Heat on cayenne...

- Last updated on GMT

Related tags: Sudan iv, Sudan i, European union

The flood of warnings over food products entering the EU zone
containing the potentially carcinogenic food colour Sudan 1
continues with the UK's watchdog recalling two different brands in
as many days.

The Food Standards Agency (FSA) this week withdrew a cayenne pepper batch and a tandoori masala mix after they found both products were contaminated with the illegal dye, Sudan I.

"The Very Best of Booths Cayenne is produced for EH Booth & Co Ltd of Preston and sold through supermarkets in the north west of England. Importers Moona Foods have withdrawn Mehran brand Tandoori Masala Mix from sale,"​ said the FSA in a statement.

Believed to cause cancer if consumed in large enough quantities, Sudan I is a forbidden colour under the Colours in Food Regulations 1995. What started as a trickle in July last year - when the European Commission alerted Member States that products contaminated with Sudan I from India had been found in France - is rapidly turning into a river of food product recalls as the FSA unearths more batches that could be potentially contaminated.

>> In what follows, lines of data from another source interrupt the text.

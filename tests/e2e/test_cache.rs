use pretty_assertions::assert_eq;
use voicebox::domain::cache::CacheKey;

use super::helpers::TestContext;

fn key(s: &str) -> CacheKey {
    CacheKey::parse(s).expect("test key should be a valid slug")
}

#[tokio::test]
async fn it_should_roundtrip_raw_audio_bytes() {
    let ctx = TestContext::new();

    ctx.cache.put("alice", &key("hello_world"), b"\x00\x01").unwrap();
    assert!(ctx.cache.exists("alice", &key("hello_world")));
    assert_eq!(
        ctx.cache.get("alice", &key("hello_world")).unwrap(),
        Some(b"\x00\x01".to_vec())
    );
}

#[tokio::test]
async fn it_should_overwrite_wholesale_on_recache() {
    let ctx = TestContext::new();

    ctx.cache.put("alice", &key("greeting"), b"first").unwrap();
    ctx.cache.put("alice", &key("greeting"), b"second").unwrap();
    assert_eq!(
        ctx.cache.get("alice", &key("greeting")).unwrap(),
        Some(b"second".to_vec())
    );
}

#[tokio::test]
async fn it_should_report_deletion_exactly_once() {
    let ctx = TestContext::new();

    ctx.cache.put("alice", &key("greeting"), b"audio").unwrap();
    assert!(ctx.cache.delete("alice", &key("greeting")).unwrap());
    assert!(!ctx.cache.delete("alice", &key("greeting")).unwrap());
}

#[tokio::test]
async fn it_should_list_keys_sorted_per_user() {
    let ctx = TestContext::new();

    ctx.cache.put("alice", &key("good_night"), b"n").unwrap();
    ctx.cache.put("alice", &key("good_morning"), b"m").unwrap();
    ctx.cache.put("bob", &key("unrelated"), b"u").unwrap();

    let names: Vec<String> = ctx
        .cache
        .list("alice")
        .unwrap()
        .into_iter()
        .map(|k| k.to_string())
        .collect();
    assert_eq!(names, vec!["good_morning", "good_night"]);
}

#[tokio::test]
async fn it_should_treat_unknown_users_as_empty_not_errors() {
    let ctx = TestContext::new();

    assert!(ctx.cache.list("nobody").unwrap().is_empty());
    assert_eq!(ctx.cache.get("nobody", &key("anything")).unwrap(), None);
}
// End-to-end tests for the voicebox core.
//
// Each test builds its own TestContext: a fresh temp directory holding the
// cache root and the user registry, wired to an in-process generator double.
// Nothing is shared between tests, so they run in parallel without
// conflicts and never touch the network or the audio device.

mod helpers;
mod test_cache;
mod test_speak;
mod test_users;
use serde::{Deserialize, Serialize};

/// Raw newsletter export text, kept only between fetch and save.
#[derive(Debug, Clone, Default, PartialEq, Eq)]
pub struct NewsletterContent(String);

impl NewsletterContent {
    pub fn new(text: impl Into<String>) -> Self {
        Self(text.into())
    }

    pub fn as_str(&self) -> &str {
        &self.0
    }

    pub fn is_empty(&self) -> bool {
        self.0.is_empty()
    }

    pub fn len(&self) -> usize {
        self.0.len()
    }
}

impl From<String> for NewsletterContent {
    fn from(text: String) -> Self {
        Self(text)
    }
}

#[derive(Debug, Clone, PartialEq, Eq, Serialize, Deserialize)]
pub struct BlogPost {
    pub title: String,
    pub body: String,
}

impl BlogPost {
    pub fn new(title: impl Into<String>, body: impl Into<String>) -> Self {
        Self {
            title: title.into(),
            body: body.into(),
        }
    }

    /// 複製用的完整文章：標題、空行、內文
    pub fn full_text(&self) -> String {
        format!("{}\n\n{}", self.title, self.body)
    }
}

/// One row of the `blog_posts` table.
#[derive(Debug, Clone, PartialEq, Eq, Serialize, Deserialize)]
pub struct SaveRecord {
    pub title: String,
    pub content: String,
    pub raw_newsletter_data: String,
}

impl SaveRecord {
    pub fn from_post(post: &BlogPost, newsletter: &NewsletterContent) -> Self {
        Self {
            title: post.title.clone(),
            content: post.body.clone(),
            raw_newsletter_data: newsletter.as_str().to_string(),
        }
    }
}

"We have undergone a constant process since July - tracing products throughout the chain and building up a picture of where contaminated products could have ended up,"​ a spokesman for the UKs FSA recently told FoodNavigator.com.

In January this year a Commission clampdown extended the rules on the illegal red chemical dyes to include curry powder. A move that tightened measures and extended the paper trail for ingredients.

Brussels now requires that imports of chilli and chilli products - including curry powder - can only cross the EU border with proof they are free of the illegal chemical dyes -Sudan I, Sudan II, Sudan III or Scarlet Red (Sudan IV).

That the rules now include curry powder, found extensively in European food products, means more paperwork and potentially a surge in product recalls for the food industry.

In the UK alone the food industry has recalled for destruction more than 150 products - ranging from pesto sauce to chicken tikka masala - from the supermarket shelves since July 2003 and enforcement of the new measures. A costly procedure for food manufacturers but one necessary to ensure food safety.

From now on, chilli and chilli products including curry powder can only be imported into the EU if they are accompanied by an analytical report which shows that they do not contain Sudan I, Sudan II, Sudan III or Scarlet Red (Sudan IV) - classified as carcinogens by the International Agency for Research on Cancer.

Random checks will also be carried out on chilli and curry products already on the market. Maximising the communication flow between EU members, the nation states will use the EU''s Rapid Alert System to alert other states of any Sudan dye discovered in products already on sale in the EU or in consignments rejected at EU borders.

The emergency rules are due for review in January 2005.